* _AIM OF THE TASK_:
Tally the lines of the entries in which the string "RequestIdentity" occurs, and say only how many.

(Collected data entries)
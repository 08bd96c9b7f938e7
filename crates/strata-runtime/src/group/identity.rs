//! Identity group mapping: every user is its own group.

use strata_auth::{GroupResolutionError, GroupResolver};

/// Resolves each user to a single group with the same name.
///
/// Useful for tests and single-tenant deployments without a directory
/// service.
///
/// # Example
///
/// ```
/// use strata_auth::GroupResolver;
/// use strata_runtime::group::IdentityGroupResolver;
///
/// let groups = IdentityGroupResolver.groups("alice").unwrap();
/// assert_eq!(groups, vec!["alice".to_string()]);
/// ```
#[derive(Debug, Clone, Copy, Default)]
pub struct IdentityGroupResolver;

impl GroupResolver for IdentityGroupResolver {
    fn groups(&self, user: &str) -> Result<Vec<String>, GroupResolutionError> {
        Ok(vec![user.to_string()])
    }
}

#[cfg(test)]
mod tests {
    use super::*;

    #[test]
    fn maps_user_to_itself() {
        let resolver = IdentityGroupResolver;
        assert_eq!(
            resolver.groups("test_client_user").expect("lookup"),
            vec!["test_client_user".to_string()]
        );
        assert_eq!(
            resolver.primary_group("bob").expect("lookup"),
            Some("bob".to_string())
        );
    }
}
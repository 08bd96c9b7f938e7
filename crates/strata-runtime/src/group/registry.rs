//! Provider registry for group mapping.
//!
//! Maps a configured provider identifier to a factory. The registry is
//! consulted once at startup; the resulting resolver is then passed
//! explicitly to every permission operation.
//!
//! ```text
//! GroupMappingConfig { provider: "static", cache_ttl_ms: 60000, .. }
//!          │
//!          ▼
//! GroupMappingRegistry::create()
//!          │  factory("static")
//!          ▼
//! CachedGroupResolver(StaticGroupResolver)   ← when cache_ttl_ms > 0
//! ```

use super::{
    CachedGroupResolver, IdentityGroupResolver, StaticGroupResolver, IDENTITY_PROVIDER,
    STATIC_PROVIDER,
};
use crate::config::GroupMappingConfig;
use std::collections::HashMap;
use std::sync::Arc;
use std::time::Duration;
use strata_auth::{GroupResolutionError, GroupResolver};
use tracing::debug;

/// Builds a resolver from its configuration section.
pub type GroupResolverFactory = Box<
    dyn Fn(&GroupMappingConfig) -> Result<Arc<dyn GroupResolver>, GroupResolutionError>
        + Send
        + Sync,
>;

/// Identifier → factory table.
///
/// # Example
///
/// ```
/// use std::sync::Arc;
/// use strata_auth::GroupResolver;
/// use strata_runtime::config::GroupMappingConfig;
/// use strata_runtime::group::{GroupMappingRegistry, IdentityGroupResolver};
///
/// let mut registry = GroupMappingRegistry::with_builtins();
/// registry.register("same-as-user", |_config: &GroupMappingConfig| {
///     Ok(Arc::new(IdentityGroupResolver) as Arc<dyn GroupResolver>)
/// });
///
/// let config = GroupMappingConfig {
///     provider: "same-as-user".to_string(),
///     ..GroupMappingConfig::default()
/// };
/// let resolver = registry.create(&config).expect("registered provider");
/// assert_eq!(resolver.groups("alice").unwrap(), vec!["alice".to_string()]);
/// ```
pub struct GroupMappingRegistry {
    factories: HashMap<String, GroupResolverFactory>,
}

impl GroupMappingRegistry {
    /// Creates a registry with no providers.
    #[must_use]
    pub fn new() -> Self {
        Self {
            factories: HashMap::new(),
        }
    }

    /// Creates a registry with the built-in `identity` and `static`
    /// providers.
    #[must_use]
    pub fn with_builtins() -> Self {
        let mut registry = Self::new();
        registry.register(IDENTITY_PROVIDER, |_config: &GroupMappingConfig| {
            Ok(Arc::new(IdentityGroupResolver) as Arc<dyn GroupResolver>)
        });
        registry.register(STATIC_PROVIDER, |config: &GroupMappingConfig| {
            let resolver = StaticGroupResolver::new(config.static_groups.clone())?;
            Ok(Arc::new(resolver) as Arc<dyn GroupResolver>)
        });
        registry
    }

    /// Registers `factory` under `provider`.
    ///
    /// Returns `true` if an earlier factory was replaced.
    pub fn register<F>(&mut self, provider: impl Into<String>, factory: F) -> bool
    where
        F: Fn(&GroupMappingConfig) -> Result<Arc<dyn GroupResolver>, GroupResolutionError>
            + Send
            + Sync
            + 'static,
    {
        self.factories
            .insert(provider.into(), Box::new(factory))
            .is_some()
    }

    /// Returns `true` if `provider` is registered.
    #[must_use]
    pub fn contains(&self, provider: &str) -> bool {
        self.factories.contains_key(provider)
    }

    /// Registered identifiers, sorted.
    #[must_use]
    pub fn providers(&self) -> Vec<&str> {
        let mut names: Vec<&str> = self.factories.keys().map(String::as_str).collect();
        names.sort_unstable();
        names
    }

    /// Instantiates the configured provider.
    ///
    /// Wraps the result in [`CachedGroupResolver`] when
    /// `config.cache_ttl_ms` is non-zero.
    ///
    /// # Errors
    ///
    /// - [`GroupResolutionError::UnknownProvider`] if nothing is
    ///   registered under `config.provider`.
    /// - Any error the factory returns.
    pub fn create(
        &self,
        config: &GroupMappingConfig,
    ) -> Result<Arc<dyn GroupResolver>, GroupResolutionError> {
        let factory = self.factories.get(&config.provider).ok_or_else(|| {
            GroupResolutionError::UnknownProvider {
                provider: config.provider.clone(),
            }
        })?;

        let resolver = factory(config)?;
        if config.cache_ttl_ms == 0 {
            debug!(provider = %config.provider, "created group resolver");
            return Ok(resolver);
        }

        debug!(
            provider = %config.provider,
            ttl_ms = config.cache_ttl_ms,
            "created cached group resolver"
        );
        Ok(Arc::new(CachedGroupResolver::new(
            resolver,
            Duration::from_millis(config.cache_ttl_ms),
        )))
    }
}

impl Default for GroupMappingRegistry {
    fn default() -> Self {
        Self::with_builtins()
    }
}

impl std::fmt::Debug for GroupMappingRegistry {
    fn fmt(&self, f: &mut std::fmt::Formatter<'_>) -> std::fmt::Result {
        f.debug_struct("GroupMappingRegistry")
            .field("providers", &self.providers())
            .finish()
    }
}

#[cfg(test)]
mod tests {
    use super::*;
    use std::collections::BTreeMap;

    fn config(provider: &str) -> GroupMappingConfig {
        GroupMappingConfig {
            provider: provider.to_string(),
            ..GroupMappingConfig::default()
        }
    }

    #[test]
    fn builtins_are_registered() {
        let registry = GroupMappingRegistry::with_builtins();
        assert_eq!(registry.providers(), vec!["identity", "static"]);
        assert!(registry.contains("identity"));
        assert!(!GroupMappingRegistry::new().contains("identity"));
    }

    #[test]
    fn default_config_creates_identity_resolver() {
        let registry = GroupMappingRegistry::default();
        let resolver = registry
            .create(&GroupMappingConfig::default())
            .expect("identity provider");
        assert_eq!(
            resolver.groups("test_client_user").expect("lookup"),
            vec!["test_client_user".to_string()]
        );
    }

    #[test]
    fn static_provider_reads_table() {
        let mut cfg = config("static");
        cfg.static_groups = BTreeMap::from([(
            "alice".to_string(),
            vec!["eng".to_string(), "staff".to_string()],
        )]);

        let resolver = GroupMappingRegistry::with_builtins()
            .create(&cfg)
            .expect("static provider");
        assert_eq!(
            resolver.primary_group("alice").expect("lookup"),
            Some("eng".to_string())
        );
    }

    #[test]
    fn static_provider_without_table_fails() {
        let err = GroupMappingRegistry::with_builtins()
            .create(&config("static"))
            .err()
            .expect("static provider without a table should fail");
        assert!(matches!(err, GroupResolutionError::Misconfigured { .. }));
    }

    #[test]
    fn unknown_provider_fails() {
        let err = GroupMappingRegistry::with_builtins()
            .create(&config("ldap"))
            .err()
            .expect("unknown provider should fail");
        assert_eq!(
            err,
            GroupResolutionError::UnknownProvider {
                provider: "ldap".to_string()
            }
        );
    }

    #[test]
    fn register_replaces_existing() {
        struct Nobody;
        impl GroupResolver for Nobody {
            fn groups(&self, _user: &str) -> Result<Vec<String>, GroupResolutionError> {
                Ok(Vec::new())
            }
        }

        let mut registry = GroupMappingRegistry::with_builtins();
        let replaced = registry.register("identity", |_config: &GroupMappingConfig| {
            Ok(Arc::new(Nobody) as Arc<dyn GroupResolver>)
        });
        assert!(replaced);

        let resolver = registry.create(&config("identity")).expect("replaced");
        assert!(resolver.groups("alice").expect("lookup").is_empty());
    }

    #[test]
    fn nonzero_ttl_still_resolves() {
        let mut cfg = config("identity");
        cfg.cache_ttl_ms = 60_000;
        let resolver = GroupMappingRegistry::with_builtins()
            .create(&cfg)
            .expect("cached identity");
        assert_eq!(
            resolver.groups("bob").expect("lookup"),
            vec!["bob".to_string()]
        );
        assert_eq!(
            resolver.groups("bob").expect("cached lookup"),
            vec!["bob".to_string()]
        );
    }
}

---

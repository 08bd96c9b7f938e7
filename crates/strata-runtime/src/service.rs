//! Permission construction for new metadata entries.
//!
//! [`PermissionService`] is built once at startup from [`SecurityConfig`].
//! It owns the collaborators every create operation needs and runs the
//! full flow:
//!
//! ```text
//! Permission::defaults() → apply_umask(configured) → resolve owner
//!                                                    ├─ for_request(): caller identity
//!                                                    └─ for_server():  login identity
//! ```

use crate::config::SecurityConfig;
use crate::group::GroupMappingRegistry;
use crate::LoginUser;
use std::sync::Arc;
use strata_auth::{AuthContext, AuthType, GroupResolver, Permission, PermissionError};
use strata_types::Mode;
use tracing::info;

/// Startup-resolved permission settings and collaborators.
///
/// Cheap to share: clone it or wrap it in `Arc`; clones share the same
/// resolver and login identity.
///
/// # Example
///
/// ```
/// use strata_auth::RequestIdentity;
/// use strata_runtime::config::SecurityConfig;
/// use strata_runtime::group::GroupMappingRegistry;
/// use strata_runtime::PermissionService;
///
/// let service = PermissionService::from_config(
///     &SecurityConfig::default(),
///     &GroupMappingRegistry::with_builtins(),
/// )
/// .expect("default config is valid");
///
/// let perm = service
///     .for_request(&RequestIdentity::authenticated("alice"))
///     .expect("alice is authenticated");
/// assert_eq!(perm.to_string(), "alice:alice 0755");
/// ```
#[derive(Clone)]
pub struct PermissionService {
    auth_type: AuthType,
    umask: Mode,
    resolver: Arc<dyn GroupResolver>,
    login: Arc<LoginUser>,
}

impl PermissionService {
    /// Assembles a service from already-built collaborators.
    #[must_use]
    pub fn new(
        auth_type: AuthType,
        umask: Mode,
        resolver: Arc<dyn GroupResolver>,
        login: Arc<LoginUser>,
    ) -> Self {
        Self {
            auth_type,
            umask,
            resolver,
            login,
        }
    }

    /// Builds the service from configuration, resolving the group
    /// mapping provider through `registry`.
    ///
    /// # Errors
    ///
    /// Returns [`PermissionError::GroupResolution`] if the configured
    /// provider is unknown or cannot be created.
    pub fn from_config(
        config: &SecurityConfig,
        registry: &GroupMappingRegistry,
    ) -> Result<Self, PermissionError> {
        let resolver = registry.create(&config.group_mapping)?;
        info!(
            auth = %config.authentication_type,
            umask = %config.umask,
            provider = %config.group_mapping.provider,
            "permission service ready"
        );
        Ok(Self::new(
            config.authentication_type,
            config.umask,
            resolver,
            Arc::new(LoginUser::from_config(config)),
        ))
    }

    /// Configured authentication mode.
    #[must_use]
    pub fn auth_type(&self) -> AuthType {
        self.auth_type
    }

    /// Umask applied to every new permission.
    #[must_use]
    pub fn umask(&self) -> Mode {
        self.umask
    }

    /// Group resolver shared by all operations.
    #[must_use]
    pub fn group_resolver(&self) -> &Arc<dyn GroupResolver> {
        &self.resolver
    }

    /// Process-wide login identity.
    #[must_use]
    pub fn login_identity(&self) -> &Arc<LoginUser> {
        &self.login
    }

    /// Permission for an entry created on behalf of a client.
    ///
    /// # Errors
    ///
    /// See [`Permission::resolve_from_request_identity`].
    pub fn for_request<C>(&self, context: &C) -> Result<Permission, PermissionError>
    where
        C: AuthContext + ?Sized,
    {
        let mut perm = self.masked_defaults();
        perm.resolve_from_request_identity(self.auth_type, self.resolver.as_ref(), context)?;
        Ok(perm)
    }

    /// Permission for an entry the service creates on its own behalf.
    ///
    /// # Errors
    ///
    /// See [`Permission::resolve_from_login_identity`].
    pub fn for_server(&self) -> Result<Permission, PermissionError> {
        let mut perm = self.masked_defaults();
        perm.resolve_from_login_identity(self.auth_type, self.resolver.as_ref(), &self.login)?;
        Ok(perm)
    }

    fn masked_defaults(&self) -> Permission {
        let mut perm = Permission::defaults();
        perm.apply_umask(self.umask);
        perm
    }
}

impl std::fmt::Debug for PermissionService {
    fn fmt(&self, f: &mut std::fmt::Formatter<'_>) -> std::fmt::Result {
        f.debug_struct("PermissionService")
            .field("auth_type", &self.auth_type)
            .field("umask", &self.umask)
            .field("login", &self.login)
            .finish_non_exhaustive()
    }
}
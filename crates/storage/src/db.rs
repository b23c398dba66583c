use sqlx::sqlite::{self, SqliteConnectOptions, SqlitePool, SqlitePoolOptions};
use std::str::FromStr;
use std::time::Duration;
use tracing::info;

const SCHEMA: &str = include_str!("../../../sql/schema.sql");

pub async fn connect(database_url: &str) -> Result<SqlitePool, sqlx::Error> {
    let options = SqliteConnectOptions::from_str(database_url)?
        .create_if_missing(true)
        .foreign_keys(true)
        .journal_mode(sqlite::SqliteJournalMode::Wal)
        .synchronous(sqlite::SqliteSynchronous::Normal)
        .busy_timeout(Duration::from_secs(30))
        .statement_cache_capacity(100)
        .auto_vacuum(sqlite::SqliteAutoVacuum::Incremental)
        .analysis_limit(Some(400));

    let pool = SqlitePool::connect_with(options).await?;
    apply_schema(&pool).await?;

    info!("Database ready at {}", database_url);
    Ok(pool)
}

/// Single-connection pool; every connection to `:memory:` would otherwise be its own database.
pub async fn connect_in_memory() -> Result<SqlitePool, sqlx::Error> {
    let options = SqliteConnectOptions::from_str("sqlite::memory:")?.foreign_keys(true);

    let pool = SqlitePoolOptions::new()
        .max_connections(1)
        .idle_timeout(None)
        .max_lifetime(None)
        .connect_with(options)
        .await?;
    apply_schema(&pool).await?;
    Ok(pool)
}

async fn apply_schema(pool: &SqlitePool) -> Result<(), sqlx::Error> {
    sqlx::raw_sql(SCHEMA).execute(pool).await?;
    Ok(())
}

==

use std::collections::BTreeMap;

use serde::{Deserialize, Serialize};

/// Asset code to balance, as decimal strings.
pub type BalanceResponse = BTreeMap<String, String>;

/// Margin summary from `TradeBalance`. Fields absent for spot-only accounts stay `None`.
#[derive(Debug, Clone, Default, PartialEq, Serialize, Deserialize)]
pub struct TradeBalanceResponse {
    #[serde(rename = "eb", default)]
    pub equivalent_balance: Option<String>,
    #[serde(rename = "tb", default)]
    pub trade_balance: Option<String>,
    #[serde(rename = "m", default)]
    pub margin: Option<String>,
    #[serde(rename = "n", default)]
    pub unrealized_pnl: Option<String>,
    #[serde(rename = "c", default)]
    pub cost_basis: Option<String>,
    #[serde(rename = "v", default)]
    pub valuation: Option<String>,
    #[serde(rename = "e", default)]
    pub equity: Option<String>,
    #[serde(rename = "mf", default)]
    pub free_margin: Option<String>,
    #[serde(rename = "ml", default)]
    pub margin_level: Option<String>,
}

* _ANSWER TO THIS EXERCISE_:
2